//! Core validation types and traits
//!
//! This module contains the building blocks every other layer is written
//! against:
//!
//! - **Values**: [`Property`], [`PropertyValue`], [`TextValue`], [`SequenceValue`]
//! - **Rules**: [`Rule`], [`PerInstance`], [`Specialized`]
//! - **Outcomes**: [`ValidationResult`], [`ValidationError`]
//! - **Identity**: [`TypeKey`]
//!
//! # Architecture
//!
//! ## 1. One value, one outcome
//!
//! A rule sees exactly one named value and returns either the allocation-free
//! `Success` or a `Failure` naming the property:
//!
//! ```rust
//! use keel_validator::foundation::{Property, Rule};
//! use keel_validator::rules::range;
//!
//! let rule = range(0, 10).unwrap();
//! assert!(rule.evaluate(&Property::new("Age", &10)).is_success());
//! assert!(rule.evaluate(&Property::new("Age", &11)).is_failure());
//! ```
//!
//! ## 2. Capabilities instead of concrete types
//!
//! Leaf rules are generic over a capability trait, so one `StringLength`
//! serves `String`, `Box<str>` and `Option<String>` alike.
//!
//! ## 3. Late binding for cross-property rules
//!
//! Rules that read a sibling property implement [`PerInstance`] and are bound
//! to the owning object right before evaluation.

mod result;
mod rule;
mod type_key;
mod value;

pub use result::{MemberNames, ValidationError, ValidationResult, render_message};
pub use rule::{PerInstance, Rule, Specialized};
pub use type_key::TypeKey;
pub use value::{Property, PropertyValue, SequenceValue, TextValue};

// ============================================================================
// UTILITIES
// ============================================================================

/// Evaluates every rule against one property and keeps only the failures.
///
/// Evaluation never stops early: each rule runs even after a failure.
///
/// # Examples
///
/// ```rust
/// use keel_validator::foundation::{Property, Rule, evaluate_all};
/// use keel_validator::rules::range;
///
/// let rules: Vec<Box<dyn Rule<i32>>> = vec![Box::new(range(0, 5).unwrap()), Box::new(range(10, 20).unwrap())];
/// let errors = evaluate_all(&Property::new("Level", &7), &rules);
/// assert_eq!(errors.len(), 2);
/// ```
pub fn evaluate_all<V, R>(property: &Property<'_, V>, rules: &[R]) -> Vec<ValidationError>
where
    V: ?Sized,
    R: Rule<V>,
{
    rules
        .iter()
        .filter_map(|rule| rule.evaluate(property).into_error())
        .collect()
}
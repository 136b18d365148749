//! Property validators grouped by declared type
//!
//! An [`ObjectValidator`] owns one [`PropertyValidator`] per declared
//! property, kept in declaration order. Results always come out in that
//! order, whichever subset of properties runs.

use std::any::{Any, type_name};
use std::borrow::Cow;
use std::fmt;
use std::sync::Arc;

use arc_swap::ArcSwap;
use indexmap::IndexMap;
use parking_lot::Mutex;

use crate::config::RegistryConfig;
use crate::error::{ConfigError, ConfigResult, ContractError};
use crate::foundation::{PropertyValue, TypeKey, ValidationError};
use crate::validator::property::{ErasedProperty, PropertyValidator};

// ============================================================================
// OBJECT VALIDATE
// ============================================================================

/// Validation of instances of `T`, as seen by the registry.
///
/// Implemented by [`ObjectValidator`] for its own type and by the projected
/// and composite validators the registry builds for compatible types.
pub trait ObjectValidate<T: ?Sized>: Send + Sync {
    /// The type whose rules this validator runs.
    fn declared_type(&self) -> TypeKey;

    /// Runs every property validator.
    fn validate_object(&self, instance: &T) -> Vec<ValidationError>;

    /// Runs only the named properties. Unknown names are ignored.
    fn validate_members(&self, instance: &T, members: &[&str]) -> Vec<ValidationError>;

    /// Validates a bare untyped value with one property validator.
    ///
    /// An unknown property yields no violations.
    fn validate_property(&self, name: &str, value: Option<&dyn Any>) -> Vec<ValidationError>;
}

// ============================================================================
// OBJECT VALIDATOR
// ============================================================================

struct PropertySlot<T: ?Sized> {
    erased: Arc<dyn ErasedProperty<T>>,
    typed: Arc<dyn Any + Send + Sync>,
}

impl<T: ?Sized> Clone for PropertySlot<T> {
    fn clone(&self) -> Self {
        Self {
            erased: Arc::clone(&self.erased),
            typed: Arc::clone(&self.typed),
        }
    }
}

/// Every property validator declared for `T`.
///
/// # Examples
///
/// ```rust
/// use keel_validator::registry::ValidatorRegistry;
/// use keel_validator::rules::{range, required};
///
/// struct Person {
///     name: String,
///     age: i32,
/// }
///
/// let registry = ValidatorRegistry::new();
/// let person = registry.for_type::<Person>();
/// person.property("Name", |p: &Person| &p.name)?.apply(required());
/// person.property("Age", |p: &Person| &p.age)?.apply(range(0, 130)?);
///
/// let invalid = Person { name: String::new(), age: 200 };
/// assert_eq!(person.validate_object(&invalid).len(), 2);
/// assert_eq!(person.validate_members(&invalid, &["Age"]).len(), 1);
/// # Ok::<(), keel_validator::error::ConfigError>(())
/// ```
pub struct ObjectValidator<T: ?Sized> {
    properties: ArcSwap<IndexMap<Cow<'static, str>, PropertySlot<T>>>,
    build_lock: Mutex<()>,
    config: Arc<RegistryConfig>,
}

impl<T: ?Sized + 'static> ObjectValidator<T> {
    /// Creates an empty validator with the default configuration.
    pub fn new() -> Self {
        Self::with_config(Arc::new(RegistryConfig::default()))
    }

    /// Creates an empty validator sharing `config`.
    pub fn with_config(config: Arc<RegistryConfig>) -> Self {
        Self {
            properties: ArcSwap::from_pointee(IndexMap::new()),
            build_lock: Mutex::new(()),
            config,
        }
    }

    /// Fetches or creates the validator for property `name`.
    ///
    /// The first call fixes the accessor and value type; later calls return
    /// the same validator so rules accumulate.
    ///
    /// # Errors
    ///
    /// - [`ConfigError::EmptyPropertyName`] if `name` is empty
    /// - [`ConfigError::PropertyTypeConflict`] if `name` was declared with another value type
    pub fn property<V, F>(
        &self,
        name: impl Into<Cow<'static, str>>,
        accessor: F,
    ) -> ConfigResult<Arc<PropertyValidator<T, V>>>
    where
        V: PropertyValue,
        F: Fn(&T) -> &V + Send + Sync + 'static,
    {
        let name = name.into();
        if name.is_empty() {
            return Err(ConfigError::EmptyPropertyName {
                declared_type: type_name::<T>(),
            });
        }

        if let Some(slot) = self.properties.load().get(&*name) {
            return Self::typed_slot(slot, &name);
        }

        let _guard = self.build_lock.lock();
        let current = self.properties.load_full();
        if let Some(slot) = current.get(&*name) {
            return Self::typed_slot(slot, &name);
        }

        let validator = Arc::new(PropertyValidator::new(
            name.clone(),
            accessor,
            Arc::clone(&self.config),
        ));
        let mut next = IndexMap::clone(&current);
        next.insert(
            name.clone(),
            PropertySlot {
                erased: Arc::clone(&validator) as Arc<dyn ErasedProperty<T>>,
                typed: Arc::clone(&validator) as Arc<dyn Any + Send + Sync>,
            },
        );
        self.properties.store(Arc::new(next));

        tracing::debug!(
            declared_type = type_name::<T>(),
            property = %name,
            value_type = type_name::<V>(),
            "property validator created"
        );
        Ok(validator)
    }

    fn typed_slot<V: PropertyValue>(
        slot: &PropertySlot<T>,
        name: &str,
    ) -> ConfigResult<Arc<PropertyValidator<T, V>>> {
        Arc::clone(&slot.typed)
            .downcast::<PropertyValidator<T, V>>()
            .map_err(|_| ConfigError::PropertyTypeConflict {
                declared_type: type_name::<T>(),
                property: name.to_owned(),
                existing: slot.erased.value_type().name(),
                requested: type_name::<V>(),
            })
    }

    /// Declared property names, in declaration order.
    pub fn property_names(&self) -> Vec<String> {
        self.properties
            .load()
            .keys()
            .map(|name| name.to_string())
            .collect()
    }

    /// Returns true if `name` has been declared.
    pub fn contains_property(&self, name: &str) -> bool {
        self.properties.load().contains_key(name)
    }

    /// The number of declared properties.
    pub fn len(&self) -> usize {
        self.properties.load().len()
    }

    /// Returns true if no property has been declared.
    pub fn is_empty(&self) -> bool {
        self.properties.load().is_empty()
    }

    /// Runs every property validator, in declaration order.
    pub fn validate_object(&self, instance: &T) -> Vec<ValidationError> {
        self.properties
            .load()
            .values()
            .flat_map(|slot| slot.erased.validate_object(instance))
            .collect()
    }

    /// Runs the named property validators, in declaration order.
    ///
    /// Unknown names are ignored.
    pub fn validate_members(&self, instance: &T, members: &[&str]) -> Vec<ValidationError> {
        let wanted = |name: &str| members.contains(&name);
        self.properties
            .load()
            .iter()
            .filter(|(name, _)| wanted(name))
            .flat_map(|(_, slot)| slot.erased.validate_object(instance))
            .collect()
    }

    /// Validates a bare untyped value against property `name`.
    ///
    /// An unknown property yields no violations.
    pub fn validate_property(&self, name: &str, value: Option<&dyn Any>) -> Vec<ValidationError> {
        match self.properties.load().get(name) {
            Some(slot) => slot.erased.validate_untyped(value),
            None => Vec::new(),
        }
    }
}

impl<T: Any> ObjectValidator<T> {
    /// Erases the instance type for callers that only hold `&dyn Any`.
    pub fn into_untyped(self: Arc<Self>) -> Arc<dyn AnyObjectValidator> {
        self
    }
}

impl<T: ?Sized + 'static> Default for ObjectValidator<T> {
    fn default() -> Self {
        Self::new()
    }
}

impl<T: ?Sized> fmt::Debug for ObjectValidator<T> {
    fn fmt(&self, f: &mut fmt::Formatter<'_>) -> fmt::Result {
        let properties = self.properties.load();
        f.debug_struct("ObjectValidator")
            .field("declared_type", &type_name::<T>())
            .field("properties", &properties.keys().collect::<Vec<_>>())
            .finish_non_exhaustive()
    }
}

impl<T: ?Sized + 'static> ObjectValidate<T> for ObjectValidator<T> {
    fn declared_type(&self) -> TypeKey {
        TypeKey::of::<T>()
    }

    fn validate_object(&self, instance: &T) -> Vec<ValidationError> {
        Self::validate_object(self, instance)
    }

    fn validate_members(&self, instance: &T, members: &[&str]) -> Vec<ValidationError> {
        Self::validate_members(self, instance, members)
    }

    fn validate_property(&self, name: &str, value: Option<&dyn Any>) -> Vec<ValidationError> {
        Self::validate_property(self, name, value)
    }
}

// ============================================================================
// UNTYPED SURFACE
// ============================================================================

/// An object validator driven with untyped instances.
///
/// Handing in an instance of the wrong type is a contract fault, reported as
/// [`ContractError::InstanceTypeMismatch`] rather than as a violation.
pub trait AnyObjectValidator: Send + Sync {
    /// The type whose rules this validator runs.
    fn declared_type(&self) -> TypeKey;

    /// Runs every property validator against `instance`.
    fn validate_any(&self, instance: &dyn Any) -> Result<Vec<ValidationError>, ContractError>;

    /// Runs the named property validators against `instance`.
    fn validate_any_members(
        &self,
        instance: &dyn Any,
        members: &[&str],
    ) -> Result<Vec<ValidationError>, ContractError>;

    /// Validates a bare untyped value against property `name`.
    fn validate_property_any(&self, name: &str, value: Option<&dyn Any>) -> Vec<ValidationError>;
}

impl<T: Any> ObjectValidator<T> {
    fn downcast_instance<'a>(&self, instance: &'a dyn Any) -> Result<&'a T, ContractError> {
        instance
            .downcast_ref::<T>()
            .ok_or(ContractError::InstanceTypeMismatch {
                expected: type_name::<T>(),
            })
    }
}

impl<T: Any> AnyObjectValidator for ObjectValidator<T> {
    fn declared_type(&self) -> TypeKey {
        TypeKey::of::<T>()
    }

    fn validate_any(&self, instance: &dyn Any) -> Result<Vec<ValidationError>, ContractError> {
        let instance = self.downcast_instance(instance)?;
        Ok(self.validate_object(instance))
    }

    fn validate_any_members(
        &self,
        instance: &dyn Any,
        members: &[&str],
    ) -> Result<Vec<ValidationError>, ContractError> {
        let instance = self.downcast_instance(instance)?;
        Ok(self.validate_members(instance, members))
    }

    fn validate_property_any(&self, name: &str, value: Option<&dyn Any>) -> Vec<ValidationError> {
        self.validate_property(name, value)
    }
}

// ============================================================================
// TESTS
// ============================================================================
//! Macros for creating rules with minimal boilerplate.
//!
//! # Available Macros
//!
//! - [`text_rule!`]: Create a text format rule (struct + `with_message` + `Rule` impl)
//!
//! # Examples
//!
//! ```rust
//! use keel_validator::text_rule;
//! use keel_validator::foundation::{Property, Rule};
//!
//! text_rule! {
//!     /// Accepts lowercase ASCII only.
//!     pub Lowercase {};
//!     code: "lowercase";
//!     accept(self, text) { text.chars().all(|c| c.is_ascii_lowercase()) }
//!     message(self, name) { format!("{name} must be lowercase.") }
//! }
//!
//! let rule = Lowercase::new();
//! assert!(rule.evaluate(&Property::new("Slug", "abc")).is_success());
//! assert!(rule.evaluate(&Property::new("Slug", "")).is_success());
//! assert!(rule.evaluate(&Property::new("Slug", "Abc")).is_failure());
//! ```

// ============================================================================
// TEXT RULE MACRO
// ============================================================================

/// Creates a complete text format rule.
///
/// The generated rule accepts any [`TextValue`](crate::foundation::TextValue).
/// Null and empty values always pass; compose with `required()` to make the
/// property mandatory. `#[derive(Debug, Clone)]` is always applied.
///
/// # Variants
///
/// **Unit rule** (auto `new()`):
/// ```rust,ignore
/// text_rule! {
///     pub Lowercase {};
///     code: "lowercase";
///     accept(self, text) { text.chars().all(char::is_lowercase) }
///     message(self, name) { format!("{name} must be lowercase.") }
/// }
/// ```
///
/// **Struct with fields** (constructor written by hand, must set `message: None`):
/// ```rust,ignore
/// text_rule! {
///     pub Prefixed { prefix: String };
///     code: "prefix";
///     accept(self, text) { text.starts_with(&self.prefix) }
///     message(self, name) { format!("{name} must start with {}.", self.prefix) }
///     params(self) { vec![("prefix", self.prefix.clone())] }
/// }
/// ```
#[macro_export]
macro_rules! text_rule {
    // ── Variant 1: Unit rule, auto new ──────────────────────────────────
    (
        $(#[$meta:meta])*
        $vis:vis $name:ident {};
        code: $code:literal;
        accept($self_:ident, $text:ident) $accept:block
        message($self2:ident, $mname:ident) $message:block
    ) => {
        $crate::text_rule! {
            $(#[$meta])*
            $vis $name {};
            code: $code;
            accept($self_, $text) $accept
            message($self2, $mname) $message
            params(self) { ::std::vec::Vec::new() }
        }

        impl $name {
            /// Creates the rule with its default message.
            #[must_use]
            pub fn new() -> Self {
                Self { message: ::std::option::Option::None }
            }
        }

        impl ::std::default::Default for $name {
            fn default() -> Self {
                Self::new()
            }
        }
    };

    // ── Variant 2: Struct with fields, no params ────────────────────────
    (
        $(#[$meta:meta])*
        $vis:vis $name:ident { $($field:ident: $fty:ty),+ $(,)? };
        code: $code:literal;
        accept($self_:ident, $text:ident) $accept:block
        message($self2:ident, $mname:ident) $message:block
    ) => {
        $crate::text_rule! {
            $(#[$meta])*
            $vis $name { $($field: $fty),+ };
            code: $code;
            accept($self_, $text) $accept
            message($self2, $mname) $message
            params(self) { ::std::vec::Vec::new() }
        }
    };

    // ── Variant 3: Full form ────────────────────────────────────────────
    (
        $(#[$meta:meta])*
        $vis:vis $name:ident { $($field:ident: $fty:ty),* $(,)? };
        code: $code:literal;
        accept($self_:ident, $text:ident) $accept:block
        message($self2:ident, $mname:ident) $message:block
        params($self3:ident) $params:block
    ) => {
        $(#[$meta])*
        #[derive(Debug, Clone)]
        $vis struct $name {
            $($field: $fty,)*
            message: ::std::option::Option<::std::borrow::Cow<'static, str>>,
        }

        impl $name {
            /// The code carried by this rule's violations.
            pub const CODE: &'static str = $code;

            /// Overrides the default message. `{name}` expands to the property name.
            #[must_use = "builder methods must be chained or built"]
            pub fn with_message(
                mut self,
                message: impl ::std::convert::Into<::std::borrow::Cow<'static, str>>,
            ) -> Self {
                self.message = ::std::option::Option::Some(message.into());
                self
            }

            #[allow(unused_variables)]
            fn accepts(&$self_, $text: &str) -> bool $accept

            #[allow(unused_variables)]
            fn default_message(&$self2, $mname: &str) -> ::std::string::String $message

            #[allow(unused_variables)]
            fn params(&$self3) -> ::std::vec::Vec<(&'static str, ::std::string::String)> $params
        }

        impl<V> $crate::foundation::Rule<V> for $name
        where
            V: $crate::foundation::TextValue + ?Sized,
        {
            fn evaluate(
                &self,
                property: &$crate::foundation::Property<'_, V>,
            ) -> $crate::foundation::ValidationResult {
                match property.value().as_text() {
                    ::std::option::Option::Some(text) if !text.is_empty() && !self.accepts(text) => {
                        let name = property.name();
                        let message = $crate::foundation::render_message(
                            self.message.as_deref(),
                            name,
                            || self.default_message(name),
                        );
                        let error = self.params().into_iter().fold(
                            $crate::foundation::ValidationError::new($code, message, name.to_owned()),
                            |error, (key, value)| error.with_param(key, value),
                        );
                        $crate::foundation::ValidationResult::failure(error)
                    }
                    _ => $crate::foundation::ValidationResult::Success,
                }
            }
        }
    };
}

// ============================================================================
// TESTS
// ============================================================================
+ + + +
▸ **Problem requirements**: What lines above contain the word "Send"? Please copy each one.

▸ **Task output**:
pub trait ObjectValidate<T: ?Sized>: Send + Sync {
    typed: Arc<dyn Any + Send + Sync>,
        F: Fn(&T) -> &V + Send + Sync + 'static,
                typed: Arc::clone(&validator) as Arc<dyn Any + Send + Sync>,
pub trait AnyObjectValidator: Send + Sync {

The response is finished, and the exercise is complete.